Odpowiedz@Aki: Przeczytałem, ale jeśli jedną z normalnych opcji jest "aa, zabijmy jeszcze te dziecko" to coś jest nie tak... nawet w sluzbach wojskowych nie używa się "rozstrzelajmy ich" lub "zabijmy tych *******", tylko "wyeliminujmy ich", "spacyfikujmy ich", "wyeliminujmy zagrożenie"... a jeśli ot tak można mówić o zabiciu dziecko jak o zaparzeniu herbaty - albo ze mną coś jest nie tak, albo z tym poglądem. I żeby nie było - jestem zwolennikiem aborcji dozwolonej w określonych przypadkach, ale jednak nie jestem zwolennikiem zabijania od razu gdy tylko jest to gwałt, a już tym bardziej tak... chamsko i grubiańsko.

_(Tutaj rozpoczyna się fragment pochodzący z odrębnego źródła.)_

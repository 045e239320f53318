use crate::{
    id::{AccountId, FileId, ScheduleId, TopicId},
    status::Status,
    transaction::TransactionId,
};
use bytes::{Buf, BufMut};
use commonware_codec::{EncodeSize, Error, Read, ReadExt, Write};

/// The settled outcome of a transaction.
///
/// Entity fields are only populated by the transaction kinds that create them.
#[derive(Clone, Debug, PartialEq, Eq)]
pub struct TransactionReceipt {
    pub status: Status,
    pub account_id: Option<AccountId>,
    pub file_id: Option<FileId>,
    pub topic_id: Option<TopicId>,
    pub schedule_id: Option<ScheduleId>,
    pub topic_sequence_number: u64,
    pub scheduled_transaction_id: Option<TransactionId>,
}

impl TransactionReceipt {
    pub fn new(status: Status) -> Self {
        Self {
            status,
            account_id: None,
            file_id: None,
            topic_id: None,
            schedule_id: None,
            topic_sequence_number: 0,
            scheduled_transaction_id: None,
        }
    }

    /// Whether the network has not decided the outcome yet.
    pub fn is_pending(&self) -> bool {
        matches!(
            self.status,
            Status::Unknown | Status::Busy | Status::ReceiptNotFound | Status::Ok
        )
    }
}

impl Write for TransactionReceipt {
    fn write(&self, writer: &mut impl BufMut) {
        self.status.write(writer);
        self.account_id.write(writer);
        self.file_id.write(writer);
        self.topic_id.write(writer);
        self.schedule_id.write(writer);
        self.topic_sequence_number.write(writer);
        self.scheduled_transaction_id.write(writer);
    }
}

impl Read for TransactionReceipt {
    type Cfg = ();

    fn read_cfg(reader: &mut impl Buf, _: &Self::Cfg) -> Result<Self, Error> {
        Ok(Self {
            status: Status::read(reader)?,
            account_id: Option::read(reader)?,
            file_id: Option::read(reader)?,
            topic_id: Option::read(reader)?,
            schedule_id: Option::read(reader)?,
            topic_sequence_number: u64::read(reader)?,
            scheduled_transaction_id: Option::read(reader)?,
        })
    }
}

impl EncodeSize for TransactionReceipt {
    fn encode_size(&self) -> usize {
        self.status.encode_size()
            + self.account_id.encode_size()
            + self.file_id.encode_size()
            + self.topic_id.encode_size()
            + self.schedule_id.encode_size()
            + self.topic_sequence_number.encode_size()
            + self.scheduled_transaction_id.encode_size()
    }
}
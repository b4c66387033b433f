//! Client side of the scan-to-sign workflow.
//!
//! [`ScanSignClient`] builds a transfer, has a [`chain::ChainClient`] sign it
//! through the QR [`signer::QrSigner`], and follows the resulting transaction
//! lifecycle to completion. [`dev_chain::DevChain`] stands in for a real node
//! so the whole flow can run in-process.
#![warn(unused_results)]
#![warn(future_incompatible)]
#![warn(unused)]
#![forbid(rustdoc::broken_intra_doc_links)]

pub mod chain;
pub mod client;
pub mod config;
pub mod dev_chain;
pub mod error;
pub mod signer;

pub use client::ScanSignClient;
pub use config::Config;
pub use error::ScanSignClientError;

pub type Result<T> = std::result::Result<T, ScanSignClientError>;
use std::time::Duration;

use crate::{cli_command::CliCommand, state::State};
use anyhow::Error;
use async_trait::async_trait;

#[derive(Debug)]
pub struct Cancel;

#[async_trait]
impl CliCommand for Cancel {
    async fn execute(self: Box<Self>, state: &mut State) -> Result<(), Error> {
        state.client.exchange().cancel().await?;
        println!("Signature request cancelled");

        state.collect_transfer(Duration::from_secs(1)).await?;
        Ok(())
    }

    fn parse_command_args(slice: &[&str]) -> Option<Self> {
        match slice {
            [] => Some(Cancel),
            _ => None,
        }
    }

    fn format() -> &'static str {
        "cancel"
    }

    fn aliases() -> Vec<&'static str> {
        vec!["cancel"]
    }

    fn description() -> &'static str {
        "Cancels the signature request the current transfer is waiting on."
    }
}
//! SS58 account addresses.
//!
//! The QR display needs the sender's raw public key; addresses in config are
//! SS58 strings. See <https://docs.substrate.io/reference/address-formats/>.

use blake2::{Blake2b512, Digest};
use serde::{Deserialize, Deserializer, Serialize, Serializer};
use std::{
    fmt::{Debug, Display, Formatter},
    str::FromStr,
};

use crate::ScanSignError;

const SS58_PREFIX: &[u8] = b"SS58PRE";
const CHECKSUM_LEN: usize = 2;

/// Network prefix used by Kusama addresses.
pub const KUSAMA_PREFIX: u16 = 2;

#[derive(Clone, Copy, PartialEq, Eq, Hash)]
pub struct Ss58Address {
    public_key: [u8; 32],
    prefix: u16,
}

impl Ss58Address {
    pub fn new(public_key: [u8; 32], prefix: u16) -> Self {
        Self { public_key, prefix }
    }

    pub fn public_key(&self) -> &[u8; 32] {
        &self.public_key
    }

    pub fn prefix(&self) -> u16 {
        self.prefix
    }
}

impl FromStr for Ss58Address {
    type Err = ScanSignError;

    fn from_str(s: &str) -> Result<Self, Self::Err> {
        let invalid = |reason: &str| ScanSignError::InvalidAddress(format!("{s}: {reason}"));

        let bytes = bs58::decode(s)
            .into_vec()
            .map_err(|e| invalid(&e.to_string()))?;

        let (prefix, prefix_len) = match bytes.first() {
            Some(&first) if first < 64 => (first as u16, 1),
            Some(&first) if first < 128 => {
                let second = *bytes.get(1).ok_or_else(|| invalid("truncated prefix"))?;
                // Two-byte prefixes pack 14 bits across both bytes.
                let lower = ((first & 0x3f) << 2) as u16 | (second >> 6) as u16;
                let upper = (second & 0x3f) as u16;
                (lower | (upper << 8), 2)
            }
            Some(_) => return Err(invalid("reserved prefix")),
            None => return Err(invalid("empty")),
        };

        let key_end = prefix_len + 32;
        if bytes.len() != key_end + CHECKSUM_LEN {
            return Err(invalid("wrong length"));
        }
        if bytes[key_end..] != checksum(&bytes[..key_end]) {
            return Err(invalid("bad checksum"));
        }

        let mut public_key = [0u8; 32];
        public_key.copy_from_slice(&bytes[prefix_len..key_end]);
        Ok(Self { public_key, prefix })
    }
}

impl Display for Ss58Address {
    fn fmt(&self, f: &mut Formatter<'_>) -> std::fmt::Result {
        let mut data = Vec::with_capacity(2 + 32 + CHECKSUM_LEN);
        if self.prefix < 64 {
            data.push(self.prefix as u8);
        } else {
            data.push((((self.prefix & 0x00fc) >> 2) | 0x40) as u8);
            data.push(((self.prefix >> 8) | ((self.prefix & 0x0003) << 6)) as u8);
        }
        data.extend_from_slice(&self.public_key);
        let checksum = checksum(&data);
        data.extend_from_slice(&checksum);

        f.write_str(&bs58::encode(data).into_string())
    }
}

impl Debug for Ss58Address {
    fn fmt(&self, f: &mut Formatter<'_>) -> std::fmt::Result {
        write!(f, "Ss58Address({self})")
    }
}

impl Serialize for Ss58Address {
    fn serialize<S: Serializer>(&self, serializer: S) -> Result<S::Ok, S::Error> {
        serializer.collect_str(self)
    }
}

impl<'de> Deserialize<'de> for Ss58Address {
    fn deserialize<D: Deserializer<'de>>(deserializer: D) -> Result<Self, D::Error> {
        let s = String::deserialize(deserializer)?;
        s.parse().map_err(serde::de::Error::custom)
    }
}

/// First two bytes of `Blake2b-512("SS58PRE" ‖ data)`.
fn checksum(data: &[u8]) -> [u8; CHECKSUM_LEN] {
    let mut hasher = Blake2b512::new();
    hasher.update(SS58_PREFIX);
    hasher.update(data);
    let hash = hasher.finalize();
    [hash[0], hash[1]]
}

Odpowiedz@Rollem: Ej, a pomyślałeś może o tym, że mówię "zabić" specjalnie? To nie jest eliminacja problemu, usunięcie zbitki komórek. Tylko zabicie dziecka. Nienarodzonego jeszcze ale dziecka. To j e s t _ z a b i c i e. Nie mużywam więc tego słowa dlatego, że podchodzę do tego lekko - jest wręcz przeciwnie.
Odpowiedz@Rollem: srsly ktoś chciałby wchodzić w relację z ojcem, gdy do zapłodnienia doszło w wyniku gwałtu? rozumiem- ewentualną chęć poznania dawcy nasienia- jeśli to było np. in vitro, bo tutaj zadziałała wolna wola i chęć obu stron, a nie przemoc i przymus.
Odpowiedz@Rollem: To płód, a nie dziecko. Nawet zakonnice kiedyś tak twierdziły. Zabite to może być takie w pełni ukształtowane, czyli gdzieś ok 6 miesiąca życia. A nie w sytuacji gdzie kobieta dokonuje aborcji w 10 tygodniu, wtedy wygląda jak zlepek, strzęp.
Odpowiedz@hulakula: Jesli ojciec nie zgwalcil mnie - to nie powinienem miec do niego pretensji. Jakby nie patrzec, gdyby nie gwalt to takie dziecko mogloby nie zyc, wiec ojcu wiele zawdziecza. Wrecz wszystko. Poza tym zapewniam - lepszy jest nienajlepszy ojciec, niz zaden.
Odpowiedz@Aki: O tym czy gwałciciel może mieć prawa rodzicielskie czy nie, też powinna zdecydować zgwałcona kobieta. Gwałt gwałtowi nierówny, pakujemy pod to pojęcie różne sytuacje i prawo nie powinno jednoznacznie określać że zawsze po gwałcie ma być tak i tak. Więc moim zdaniem powinna decydować i tym czy pozwoli się rozwinąć ciąży i o tym czy chce od sprawczy czegokolwiek poza tym żeby zniknął.
Odpowiedz@Rollem: "Jesli ojciec nie zgwalcil mnie - to nie powinienem miec do niego pretensji." to jest... najgłupsza rzecz jaką przeczytałam w temacie rodziny w internecie. jest mi tak smutno, że prawie czuję łzy w oczach, naprawdę. unikam mówienia takich rzeczy, ale wiesz co - jesteś naprawdę głupim człowiekiem.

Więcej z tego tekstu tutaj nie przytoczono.